Tuesday, March 27, 2012

Back on December 15, 2010, I posted the following to Spirit of Inquiry:
Who’s Using Team-Based Learning?
Wednesday, December 15th, 2010
As I prepare to transmogrify (that’s right, transmogrify) my teaching strategy for English 1311 to team-based learning (TBL), I wonder who else on campus is using TBL. I know that Rhoda Reddix and others teaching pharmacology use it, but I would like to hear from others. Speak up if you adhere to Michaelsen’s “Four Essential Principles of Team-Based Learning”:
  • “Principle 1: Groups Must Be Properly Formed and Managed”: The instructor forms diverse, permanent groups of 5-7 students, making every effort to ensure that “member resources” (assets such as work experience and previous course work; liabilities such as negative attitude, lack of experience/courses; as well as cultural factors such as gender and ethnicity) are evenly distributed (28-30).
  • “Principle 2: Students Must Be Made Accountable”: The instructor designs the course so that students have obligations to their teammates (as well as their usual obligations to themselves and to the instructor). Students are evaluated on the basis of the preparation for class, their contributions to the team, and their team’s collaborative work (as well as on the basis of individual work) (30-32).
  • “Principle 3: Team Assignments Must Promote Both Learning and Team Development”: The instructor designs collaborative activities that require student teams to make group decisions based on input from every team member. The instructor avoids creating activities that allow groups to divvy up the work and work independently (32-33).
  • “Principle 4: Students Must Receive Frequent and Immediate Feedback”: Students must know whether they prepare well for class, how well their teams perform on collaborative activities, and how well they perform on individual tasks. Feedback should be “immediate, frequent, and discriminatory (i.e., enables learners to clearly distinguish between good and bad choices, effective and ineffective strategies, etc.)” (33-35).
Keep in mind these possibilities:
  1. You have read Michaelsen and are fully committed to TBL.
  2. You have been using (or moving toward) TBL without calling it that or doing much research on it.
  3. You have colleagues who use TBL.
  4. You think TBL sounds good.
  5. You think acronymns are annoying and TBL stands for “That’s Buh-Loney.”
Wherever you stand, I’d like to see your comments.

How I Found TBL

Here's an entry I posted to the Spirit of Inquiry in December of 2010:


On to Michaelsen, Knight, and Fink

L. Dee Fink’s Creating Significant Learning Experiences has led me to a book he co-authored with Larry K. Michaelsen and Arletta Bauman Knight: Team-Based Learning: A Transformative Use of Small Groups in College Teaching.
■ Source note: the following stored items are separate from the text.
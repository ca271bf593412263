//! In-memory implementation of the storage ports, backed by `DashMap`.
//! Used by the test suites and by local development without a database.
//! Mirrors the external store's contract: atomic inserts, id assignment,
//! referential check on `post_id`, rows orderable by `created_at`.

use anyhow::bail;
use async_trait::async_trait;
use chrono::Utc;
use dashmap::DashMap;
use uuid::Uuid;

use domains::models::{Category, Comment, NewComment, Post, PostFaq, PostFilter};
use domains::moderation::CommentStatus;
use domains::traits::{CommentStore, ContentStore};

#[derive(Default)]
pub struct MemoryStore {
    categories: DashMap<Uuid, Category>,
    posts: DashMap<Uuid, Post>,
    faqs: DashMap<Uuid, PostFaq>,
    comments: DashMap<Uuid, Comment>,
}

impl MemoryStore {
    pub fn new() -> Self {
        Self::default()
    }

    pub fn add_category(&self, category: Category) {
        self.categories.insert(category.id, category);
    }

    pub fn add_post(&self, post: Post) {
        self.posts.insert(post.id, post);
    }

    pub fn add_faq(&self, faq: PostFaq) {
        self.faqs.insert(faq.id, faq);
    }

    /// Seeds a fully-formed comment row, bypassing the submission path.
    /// Test/dev seeding only.
    pub fn add_comment(&self, comment: Comment) {
        self.comments.insert(comment.id, comment);
    }

    /// Stands in for the external moderation tool: applies one transition,
    /// enforcing the lifecycle contract, and stamps `approved_at` on
    /// approval.
    pub fn moderate(&self, id: Uuid, next: CommentStatus) -> anyhow::Result<()> {
        let Some(mut comment) = self.comments.get_mut(&id) else {
            bail!("comment {id} does not exist");
        };
        if !comment.status.can_become(next) {
            bail!("illegal status transition {} -> {}", comment.status, next);
        }
        comment.status = next;
        if next == CommentStatus::Approved {
            comment.approved_at = Some(Utc::now());
        }
        Ok(())
    }

    /// Every stored comment regardless of status. Test inspection only.
    pub fn all_comments(&self) -> Vec<Comment> {
        let mut rows: Vec<Comment> = self.comments.iter().map(|e| e.value().clone()).collect();
        rows.sort_by(|a, b| a.created_at.cmp(&b.created_at).then(a.id.cmp(&b.id)));
        rows
    }

    fn category_id_for_slug(&self, slug: &str) -> Option<Uuid> {
        self.categories
            .iter()
            .find(|e| e.value().slug == slug)
            .map(|e| *e.key())
    }

    fn with_category(&self, mut post: Post) -> Post {
        post.category = self
            .categories
            .get(&post.category_id)
            .map(|c| c.value().clone());
        post
    }
}

#[async_trait]
impl CommentStore for MemoryStore {
    async fn insert(&self, comment: NewComment) -> anyhow::Result<()> {
        if !self.posts.contains_key(&comment.post_id) {
            bail!("post {} does not exist", comment.post_id);
        }
        let id = Uuid::now_v7();
        self.comments.insert(
            id,
            Comment {
                id,
                post_id: comment.post_id,
                parent_id: comment.parent_id,
                author_name: comment.author_name,
                author_email: comment.author_email,
                content: comment.content,
                status: comment.status,
                user_agent: comment.user_agent,
                created_at: comment.created_at,
                approved_at: None,
                replies: Vec::new(),
            },
        );
        Ok(())
    }

    async fn list_by_status(
        &self,
        post_id: Uuid,
        status: CommentStatus,
    ) -> anyhow::Result<Vec<Comment>> {
        let mut rows: Vec<Comment> = self
            .comments
            .iter()
            .filter(|e| e.value().post_id == post_id && e.value().status == status)
            .map(|e| e.value().clone())
            .collect();
        rows.sort_by(|a, b| a.created_at.cmp(&b.created_at).then(a.id.cmp(&b.id)));
        Ok(rows)
    }

    async fn count_by_status(
        &self,
        post_id: Uuid,
        status: CommentStatus,
    ) -> anyhow::Result<u64> {
        Ok(self
            .comments
            .iter()
            .filter(|e| e.value().post_id == post_id && e.value().status == status)
            .count() as u64)
    }
}

#[async_trait]
impl ContentStore for MemoryStore {
    async fn list_categories(&self) -> anyhow::Result<Vec<Category>> {
        let mut rows: Vec<Category> = self.categories.iter().map(|e| e.value().clone()).collect();
        rows.sort_by(|a, b| a.name.cmp(&b.name));
        Ok(rows)
    }

    async fn category_by_slug(&self, slug: &str) -> anyhow::Result<Option<Category>> {
        Ok(self
            .categories
            .iter()
            .find(|e| e.value().slug == slug)
            .map(|e| e.value().clone()))
    }

    async fn list_posts(&self, filter: PostFilter) -> anyhow::Result<Vec<Post>> {
        let category_id = match &filter.category_slug {
            Some(slug) => match self.category_id_for_slug(slug) {
                Some(id) => Some(id),
                // Unknown category slug yields no posts, not an error.
                None => return Ok(Vec::new()),
            },
            None => None,
        };

        let mut rows: Vec<Post> = self
            .posts
            .iter()
            .map(|e| e.value().clone())
            .filter(|p| !filter.published || p.published)
            .filter(|p| filter.featured.map_or(true, |f| p.featured == f))
            .filter(|p| category_id.map_or(true, |id| p.category_id == id))
            .filter(|p| filter.exclude_id.map_or(true, |id| p.id != id))
            .collect();
        rows.sort_by(|a, b| b.created_at.cmp(&a.created_at));

        Ok(rows
            .into_iter()
            .skip(filter.offset.max(0) as usize)
            .take(filter.limit.max(0) as usize)
            .map(|p| self.with_category(p))
            .collect())
    }

    async fn post_by_slug(
        &self,
        category_slug: &str,
        post_slug: &str,
    ) -> anyhow::Result<Option<Post>> {
        let Some(category_id) = self.category_id_for_slug(category_slug) else {
            return Ok(None);
        };
        Ok(self
            .posts
            .iter()
            .find(|e| {
                let p = e.value();
                p.slug == post_slug && p.category_id == category_id && p.published
            })
            .map(|e| self.with_category(e.value().clone())))
    }

    async fn related_posts(
        &self,
        category_id: Uuid,
        exclude_id: Uuid,
        limit: i64,
    ) -> anyhow::Result<Vec<Post>> {
        let mut rows: Vec<Post> = self
            .posts
            .iter()
            .map(|e| e.value().clone())
            .filter(|p| p.category_id == category_id && p.published && p.id != exclude_id)
            .collect();
        rows.sort_by(|a, b| b.created_at.cmp(&a.created_at));
        Ok(rows
            .into_iter()
            .take(limit.max(0) as usize)
            .map(|p| self.with_category(p))
            .collect())
    }

    async fn faqs_for_post(&self, post_id: Uuid) -> anyhow::Result<Vec<PostFaq>> {
        let mut rows: Vec<PostFaq> = self
            .faqs
            .iter()
            .filter(|e| e.value().post_id == post_id)
            .map(|e| e.value().clone())
            .collect();
        rows.sort_by(|a, b| a.order.cmp(&b.order).then(a.created_at.cmp(&b.created_at)));
        Ok(rows)
    }
}
//! User-supplied text is escaped once, before persistence, and rendered
//! verbatim as text afterwards.

/// HTML-entity escapes a string for safe storage and later rendering.
/// Covers at least `&`, `<`, `>`, `"` and `'`. Pure and total.
pub fn escape_html(raw: &str) -> String {
    html_escape::encode_safe(raw).into_owned()
}

/// Prefix of `s` containing at most `max` characters, cut on a char
/// boundary. Byte slicing would panic mid-codepoint on accented input,
/// which Portuguese comments are full of.
pub fn truncate_chars(s: &str, max: usize) -> &str {
    match s.char_indices().nth(max) {
        Some((idx, _)) => &s[..idx],
        None => s,
    }
}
Team-based learning is, of course, a way of creating significant learning experiences. It is also one of those things you read about and think, “Oh yeah, I already sort of do that.” However, as Michaelsen, Knight, and Fink emphasize, team-based learning goes beyond the casual/occasional use of small student groups or the more systematic use of groups in cooperative learning; team-based learning “is an instructional strategy, not just a teaching technique” (9), one that “calls for procedures that support the transformation of newly formed ‘groups’ into ‘high-performance learning teams’” (8).
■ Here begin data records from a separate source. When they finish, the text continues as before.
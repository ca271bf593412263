//! Standard middleware for the public API.

use std::time::Duration;

use axum::http::Method;
use tower_http::cors::{Any, CorsLayer};
use tower_http::trace::TraceLayer;

/// Request/response logging via `tracing`.
pub fn trace_layer(
) -> TraceLayer<tower_http::classify::SharedClassifier<tower_http::classify::ServerErrorsAsFailures>>
{
    TraceLayer::new_for_http()
}

/// CORS for the comment widget. The blog pages and this API can live on
/// different subdomains.
pub fn cors_policy() -> CorsLayer {
    CorsLayer::new()
        .allow_origin(Any)
        .allow_methods([Method::GET, Method::POST])
        .allow_headers(Any)
        .max_age(Duration::from_secs(3600))
}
Rhoda Reddix and other faculty teaching NURS 1310: Pharmacology in Nursing have been using team-based learning and have seen significant measurable improvements in student performance. I suspect others on campus are using team-based learning as well, though I have yet to find out who they are (who are they?).





My goal is to revise my approach to teaching ENGL 1311, to move from the casual use of small groups to a full commitment to team-based learning. Doing so is no small task, as it will mean eliminating some assignments and creating new ones, writing several RATs (Readiness Assurance Tests), and doing things differently in every single class period (while generally taking care not to throw out the baby with the bathwater). But the potential advantages are significant in size and number.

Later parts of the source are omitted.